WORK ITEM
Please find all lines containing "Future" in the listing below and copy them.

───

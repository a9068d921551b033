use std::future::Future;
use std::pin::Pin;

pub type BoxFuture<'a, T> = Pin<Box<dyn Future<Output = T> + Send + 'a>>;

pub mod collaboration;
pub mod engagement;
pub mod ideas;
pub mod users;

───

SOLVED PROBLEM
use std::future::Future;
pub type BoxFuture<'a, T> = Pin<Box<dyn Future<Output = T> + Send + 'a>>;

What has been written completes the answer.